• WHAT TO WORK ON:
Say only how many lines in the entries below contain the word "reader".

--- MATERIALS PROVIDED ---

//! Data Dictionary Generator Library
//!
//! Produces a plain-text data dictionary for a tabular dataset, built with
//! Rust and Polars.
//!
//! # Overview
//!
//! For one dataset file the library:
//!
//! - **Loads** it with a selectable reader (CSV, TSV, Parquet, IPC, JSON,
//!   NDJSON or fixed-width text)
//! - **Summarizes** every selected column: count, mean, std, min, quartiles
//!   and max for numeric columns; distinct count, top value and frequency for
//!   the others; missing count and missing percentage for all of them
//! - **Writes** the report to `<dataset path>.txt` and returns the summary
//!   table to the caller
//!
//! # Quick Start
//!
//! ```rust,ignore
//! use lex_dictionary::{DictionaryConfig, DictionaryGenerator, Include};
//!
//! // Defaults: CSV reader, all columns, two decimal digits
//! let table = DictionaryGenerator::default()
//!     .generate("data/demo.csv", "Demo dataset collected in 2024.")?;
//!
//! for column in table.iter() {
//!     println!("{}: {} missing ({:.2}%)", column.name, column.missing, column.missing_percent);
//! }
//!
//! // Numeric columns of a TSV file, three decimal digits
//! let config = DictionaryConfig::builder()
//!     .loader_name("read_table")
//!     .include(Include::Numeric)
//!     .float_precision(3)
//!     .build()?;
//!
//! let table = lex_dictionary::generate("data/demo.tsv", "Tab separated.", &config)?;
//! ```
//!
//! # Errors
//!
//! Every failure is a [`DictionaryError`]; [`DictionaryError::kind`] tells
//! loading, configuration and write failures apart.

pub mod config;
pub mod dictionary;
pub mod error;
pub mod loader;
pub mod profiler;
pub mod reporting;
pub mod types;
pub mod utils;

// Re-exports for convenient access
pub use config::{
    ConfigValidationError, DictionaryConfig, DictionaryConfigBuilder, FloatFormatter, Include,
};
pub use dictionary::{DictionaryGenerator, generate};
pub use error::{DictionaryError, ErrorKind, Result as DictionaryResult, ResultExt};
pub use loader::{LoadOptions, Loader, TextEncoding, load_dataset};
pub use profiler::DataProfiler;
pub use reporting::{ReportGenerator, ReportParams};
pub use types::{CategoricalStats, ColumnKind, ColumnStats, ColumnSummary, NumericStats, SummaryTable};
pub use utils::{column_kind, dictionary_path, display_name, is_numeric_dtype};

---
--- MATERIALS PROVIDED ---

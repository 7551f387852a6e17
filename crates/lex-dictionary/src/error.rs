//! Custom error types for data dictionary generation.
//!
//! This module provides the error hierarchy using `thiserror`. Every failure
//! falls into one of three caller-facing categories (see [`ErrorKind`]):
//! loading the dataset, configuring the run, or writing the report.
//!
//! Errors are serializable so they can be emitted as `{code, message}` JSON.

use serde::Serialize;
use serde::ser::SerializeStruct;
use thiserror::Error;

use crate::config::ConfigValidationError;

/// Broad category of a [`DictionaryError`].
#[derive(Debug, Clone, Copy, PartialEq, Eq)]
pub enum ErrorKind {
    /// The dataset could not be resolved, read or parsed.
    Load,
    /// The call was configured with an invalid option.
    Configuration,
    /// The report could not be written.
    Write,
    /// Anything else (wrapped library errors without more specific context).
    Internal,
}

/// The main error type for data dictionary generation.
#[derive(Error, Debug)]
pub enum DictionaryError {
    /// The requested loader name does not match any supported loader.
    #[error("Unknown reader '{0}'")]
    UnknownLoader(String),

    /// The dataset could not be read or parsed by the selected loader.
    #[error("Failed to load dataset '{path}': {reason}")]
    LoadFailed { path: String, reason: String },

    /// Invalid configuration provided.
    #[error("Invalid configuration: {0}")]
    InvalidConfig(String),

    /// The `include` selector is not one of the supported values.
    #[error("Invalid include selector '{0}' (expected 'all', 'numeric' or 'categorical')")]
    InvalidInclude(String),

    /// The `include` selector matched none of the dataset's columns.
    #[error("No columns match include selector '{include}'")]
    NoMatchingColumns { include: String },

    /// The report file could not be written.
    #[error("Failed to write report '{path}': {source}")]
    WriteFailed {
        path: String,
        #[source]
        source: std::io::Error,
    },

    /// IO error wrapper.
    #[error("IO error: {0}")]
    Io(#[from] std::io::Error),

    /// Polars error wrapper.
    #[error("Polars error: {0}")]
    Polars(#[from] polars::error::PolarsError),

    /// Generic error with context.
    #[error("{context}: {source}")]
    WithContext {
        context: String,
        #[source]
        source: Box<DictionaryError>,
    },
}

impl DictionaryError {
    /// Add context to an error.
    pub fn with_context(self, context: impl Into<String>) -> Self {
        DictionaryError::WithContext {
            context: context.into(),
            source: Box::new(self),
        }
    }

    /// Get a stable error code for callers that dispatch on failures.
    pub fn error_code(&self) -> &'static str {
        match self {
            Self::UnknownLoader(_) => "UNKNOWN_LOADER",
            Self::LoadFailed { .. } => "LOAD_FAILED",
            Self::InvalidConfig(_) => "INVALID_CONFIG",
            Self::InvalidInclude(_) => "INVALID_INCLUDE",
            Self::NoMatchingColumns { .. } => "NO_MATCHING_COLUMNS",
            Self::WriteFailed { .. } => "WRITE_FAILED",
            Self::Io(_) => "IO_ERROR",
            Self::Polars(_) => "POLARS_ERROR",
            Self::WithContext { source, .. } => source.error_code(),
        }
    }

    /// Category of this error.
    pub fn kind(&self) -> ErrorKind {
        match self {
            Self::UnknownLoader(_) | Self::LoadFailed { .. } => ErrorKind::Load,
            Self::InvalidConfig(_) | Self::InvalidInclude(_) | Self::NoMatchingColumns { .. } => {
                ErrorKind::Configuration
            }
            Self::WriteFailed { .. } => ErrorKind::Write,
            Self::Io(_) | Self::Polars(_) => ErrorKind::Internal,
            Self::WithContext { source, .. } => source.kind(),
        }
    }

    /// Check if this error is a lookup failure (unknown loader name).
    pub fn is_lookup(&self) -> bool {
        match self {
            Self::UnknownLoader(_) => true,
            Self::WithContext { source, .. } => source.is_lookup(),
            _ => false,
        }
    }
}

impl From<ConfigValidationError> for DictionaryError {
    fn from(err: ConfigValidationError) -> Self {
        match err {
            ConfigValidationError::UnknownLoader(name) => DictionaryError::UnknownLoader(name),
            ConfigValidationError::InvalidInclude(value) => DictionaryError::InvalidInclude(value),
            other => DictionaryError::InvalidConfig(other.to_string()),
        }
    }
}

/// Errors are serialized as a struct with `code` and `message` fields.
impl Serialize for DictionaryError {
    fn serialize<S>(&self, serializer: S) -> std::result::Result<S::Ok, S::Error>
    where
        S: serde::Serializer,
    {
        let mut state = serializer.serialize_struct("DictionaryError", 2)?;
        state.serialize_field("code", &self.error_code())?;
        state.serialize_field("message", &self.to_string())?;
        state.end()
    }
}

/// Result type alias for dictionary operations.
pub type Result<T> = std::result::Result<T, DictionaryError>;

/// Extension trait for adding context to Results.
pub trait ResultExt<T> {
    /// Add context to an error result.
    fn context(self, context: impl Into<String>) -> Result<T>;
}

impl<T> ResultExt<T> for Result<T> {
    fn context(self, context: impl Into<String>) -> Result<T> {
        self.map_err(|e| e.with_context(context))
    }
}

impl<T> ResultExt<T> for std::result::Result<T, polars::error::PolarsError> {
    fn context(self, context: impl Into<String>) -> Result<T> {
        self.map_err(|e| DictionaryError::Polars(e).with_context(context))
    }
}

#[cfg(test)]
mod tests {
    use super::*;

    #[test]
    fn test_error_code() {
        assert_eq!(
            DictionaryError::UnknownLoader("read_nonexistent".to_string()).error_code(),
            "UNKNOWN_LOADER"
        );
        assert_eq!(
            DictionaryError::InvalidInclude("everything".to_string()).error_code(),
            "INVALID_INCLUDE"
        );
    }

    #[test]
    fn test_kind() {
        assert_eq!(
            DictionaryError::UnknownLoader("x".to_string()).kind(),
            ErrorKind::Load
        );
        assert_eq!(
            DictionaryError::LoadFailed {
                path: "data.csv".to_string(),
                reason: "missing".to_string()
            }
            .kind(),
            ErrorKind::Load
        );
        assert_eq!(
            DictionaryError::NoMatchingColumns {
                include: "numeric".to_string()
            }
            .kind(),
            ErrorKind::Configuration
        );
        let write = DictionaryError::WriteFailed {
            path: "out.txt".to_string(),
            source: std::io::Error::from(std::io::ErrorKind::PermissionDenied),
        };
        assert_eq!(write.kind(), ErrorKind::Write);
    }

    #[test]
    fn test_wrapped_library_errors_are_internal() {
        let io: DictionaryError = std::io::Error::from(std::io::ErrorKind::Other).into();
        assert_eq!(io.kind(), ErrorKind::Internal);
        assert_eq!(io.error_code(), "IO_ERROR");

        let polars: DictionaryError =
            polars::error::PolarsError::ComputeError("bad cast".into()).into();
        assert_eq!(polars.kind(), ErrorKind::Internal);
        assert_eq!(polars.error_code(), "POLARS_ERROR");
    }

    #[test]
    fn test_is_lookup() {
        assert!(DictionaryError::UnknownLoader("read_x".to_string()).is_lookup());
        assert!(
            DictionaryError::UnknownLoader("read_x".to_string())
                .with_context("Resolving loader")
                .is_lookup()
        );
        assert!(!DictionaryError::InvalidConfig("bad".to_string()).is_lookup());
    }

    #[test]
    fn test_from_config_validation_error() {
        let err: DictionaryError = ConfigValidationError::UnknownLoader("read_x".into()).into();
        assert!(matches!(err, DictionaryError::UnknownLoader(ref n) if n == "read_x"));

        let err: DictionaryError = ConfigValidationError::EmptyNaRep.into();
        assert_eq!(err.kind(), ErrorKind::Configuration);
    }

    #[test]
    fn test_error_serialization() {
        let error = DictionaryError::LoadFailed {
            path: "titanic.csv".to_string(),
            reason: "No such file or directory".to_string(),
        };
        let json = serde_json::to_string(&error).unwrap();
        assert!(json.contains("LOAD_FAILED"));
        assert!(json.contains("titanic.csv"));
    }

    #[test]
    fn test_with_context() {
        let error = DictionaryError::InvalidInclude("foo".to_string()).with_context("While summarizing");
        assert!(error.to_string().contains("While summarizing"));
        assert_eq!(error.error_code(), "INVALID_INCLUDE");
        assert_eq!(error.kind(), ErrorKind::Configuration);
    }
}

---

• EXERCISE RESPONSE:
3